Cloud management and cloud monitoring have become more important as the Amazon EC2 (Flex Computing Cloud) Service outage occurred this April. In that incident, the IT field saw what would happen when the cloud was in trouble, and many of the company's businesses were interrupted by the outage. There have also been some serious cloud interruption incidents recently.

According to IDC analyst Mary Johnston Turner, the ability to get corporate purchases is one of the big pitfalls of a public cloud. In a recent survey of 250 user companies, she noted that service-level protocol performance guarantees ranked second in importance, second only to the specific needs of the application itself.

The company is very concerned about performance, Turner said. One reason why businesses are so interested in private cloud is because it leaders are responsible for getting good performance for their users. They are not prepared to give these huge responsibilities to third party cloud manufacturers.

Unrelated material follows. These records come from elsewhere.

//! Stackfall (workspace facade crate).
//!
//! Re-exports the engine, input, and terminal crates under one name and adds
//! the on-disk high-score store used by the binary.

pub mod high_score_store;

pub use stackfall_core as core;
pub use stackfall_input as input;
pub use stackfall_term as term;
pub use stackfall_types as types;

pub use high_score_store::HighScoreStore;
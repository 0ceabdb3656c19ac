//! Terminal input mapping.
//!
//! Translates `crossterm` key events into [`crate::types::GameAction`]s. The
//! game has no key-repeat logic of its own; the terminal's autorepeat drives
//! held keys.

pub mod map;

pub use stackfall_types as types;

pub use map::{handle_key_event, should_quit};
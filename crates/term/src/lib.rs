//! Terminal renderer for Stackfall.
//!
//! Rendering is split in two: [`GameView`] lays a snapshot out into a
//! [`FrameBuffer`] (pure, testable), and [`TerminalRenderer`] diffs frames
//! and writes them through crossterm.

pub mod fb;
pub mod game_view;
pub mod renderer;

pub use stackfall_core as core;
pub use stackfall_types as types;

pub use fb::{FrameBuffer, Glyph, Rgb, Style};
pub use game_view::{GameView, Hud, Viewport};
pub use renderer::{encode_diff_into, encode_full_into, TerminalRenderer};
//! Flushing framebuffers to a real terminal.
//!
//! Each frame is diffed against the previously presented one and only runs of
//! changed glyphs are written. A size change forces a full repaint.

use std::io::{self, Write};

use anyhow::Result;

use crossterm::{
    cursor,
    style::{
        Attribute, Color, Print, ResetColor, SetAttribute, SetBackgroundColor, SetForegroundColor,
    },
    terminal, QueueableCommand,
};

use crate::fb::{FrameBuffer, Rgb, Style};

pub struct TerminalRenderer {
    stdout: io::Stdout,
    /// Last presented frame; None forces a full repaint.
    front: Option<FrameBuffer>,
    out: Vec<u8>,
}

impl TerminalRenderer {
    pub fn new() -> Self {
        Self {
            stdout: io::stdout(),
            front: None,
            out: Vec::with_capacity(32 * 1024),
        }
    }

    /// Switch to raw mode on the alternate screen.
    pub fn enter(&mut self) -> Result<()> {
        terminal::enable_raw_mode()?;
        self.out.clear();
        self.out.queue(terminal::EnterAlternateScreen)?;
        self.out.queue(cursor::Hide)?;
        self.out.queue(terminal::DisableLineWrap)?;
        self.flush()
    }

    /// Restore the terminal. Safe to call after a failed `enter`.
    pub fn exit(&mut self) -> Result<()> {
        self.out.clear();
        self.out.queue(ResetColor)?;
        self.out.queue(SetAttribute(Attribute::Reset))?;
        self.out.queue(terminal::EnableLineWrap)?;
        self.out.queue(cursor::Show)?;
        self.out.queue(terminal::LeaveAlternateScreen)?;
        self.flush()?;
        terminal::disable_raw_mode()?;
        Ok(())
    }

    /// Repaint everything on the next present (e.g. after a resize event).
    pub fn invalidate(&mut self) {
        self.front = None;
    }

    /// Present `back`, then swap it with the previous frame.
    ///
    /// On return `back` holds stale contents the caller redraws over.
    pub fn present(&mut self, back: &mut FrameBuffer) -> Result<()> {
        self.out.clear();
        match self.front.take() {
            Some(mut front) if front.width() == back.width() && front.height() == back.height() => {
                encode_diff_into(&front, back, &mut self.out)?;
                std::mem::swap(&mut front, back);
                self.front = Some(front);
            }
            _ => {
                encode_full_into(back, &mut self.out)?;
                let mut front = FrameBuffer::new(back.width(), back.height());
                std::mem::swap(&mut front, back);
                self.front = Some(front);
            }
        }
        self.flush()
    }

    fn flush(&mut self) -> Result<()> {
        self.stdout.write_all(&self.out)?;
        self.stdout.flush()?;
        Ok(())
    }
}

impl Default for TerminalRenderer {
    fn default() -> Self {
        Self::new()
    }
}

/// Encode a full repaint of `fb` into `out`.
pub fn encode_full_into(fb: &FrameBuffer, out: &mut Vec<u8>) -> Result<()> {
    out.queue(terminal::Clear(terminal::ClearType::All))?;

    let mut style = None;
    for y in 0..fb.height() {
        out.queue(cursor::MoveTo(0, y))?;
        for x in 0..fb.width() {
            let glyph = fb.get(x, y).unwrap_or_default();
            queue_glyph(out, &mut style, glyph.ch, glyph.style)?;
        }
    }

    finish(out)
}

/// Encode only the glyphs of `next` that differ from `prev`.
pub fn encode_diff_into(prev: &FrameBuffer, next: &FrameBuffer, out: &mut Vec<u8>) -> Result<()> {
    let mut style = None;
    for (x, y, len) in changed_runs(prev, next) {
        out.queue(cursor::MoveTo(x, y))?;
        for dx in 0..len {
            let glyph = next.get(x + dx, y).unwrap_or_default();
            queue_glyph(out, &mut style, glyph.ch, glyph.style)?;
        }
    }

    finish(out)
}

fn queue_glyph(out: &mut Vec<u8>, current: &mut Option<Style>, ch: char, style: Style) -> Result<()> {
    if *current != Some(style) {
        out.queue(SetAttribute(Attribute::Reset))?;
        out.queue(SetForegroundColor(to_color(style.fg)))?;
        out.queue(SetBackgroundColor(to_color(style.bg)))?;
        if style.bold {
            out.queue(SetAttribute(Attribute::Bold))?;
        }
        if style.dim {
            out.queue(SetAttribute(Attribute::Dim))?;
        }
        *current = Some(style);
    }
    out.queue(Print(ch))?;
    Ok(())
}

fn finish(out: &mut Vec<u8>) -> Result<()> {
    out.queue(ResetColor)?;
    out.queue(SetAttribute(Attribute::Reset))?;
    Ok(())
}

fn to_color(rgb: Rgb) -> Color {
    Color::Rgb {
        r: rgb.r,
        g: rgb.g,
        b: rgb.b,
    }
}

/// Horizontal runs `(x, y, len)` of glyphs that differ between two
/// equally-sized frames.
fn changed_runs<'a>(
    prev: &'a FrameBuffer,
    next: &'a FrameBuffer,
) -> impl Iterator<Item = (u16, u16, u16)> + 'a {
    let w = next.width();
    (0..next.height()).flat_map(move |y| {
        let differs = move |x: u16| prev.get(x, y) != next.get(x, y);
        let mut x = 0;
        std::iter::from_fn(move || {
            while x < w && !differs(x) {
                x += 1;
            }
            if x >= w {
                return None;
            }
            let start = x;
            while x < w && differs(x) {
                x += 1;
            }
            Some((start, y, x - start))
        })
    })
}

When it comes to cloud computing, management software is no longer an afterthought; it must be part of the implementation, and every time you make a decision you have to think about how to best integrate cloud capabilities into your enterprise's IT architecture.

Software as a service (SaaS) and infrastructure as a service (IaaS) are two types of cloud commitment that offer tremendous opportunities for enterprise IT tasks. If IT pros are ahead of the trend, they really need to learn how to talk like experts when it comes to SaaS and IaaS issues.

When it comes to cloud computing contracts, knowledge is the key and reading is the foundation.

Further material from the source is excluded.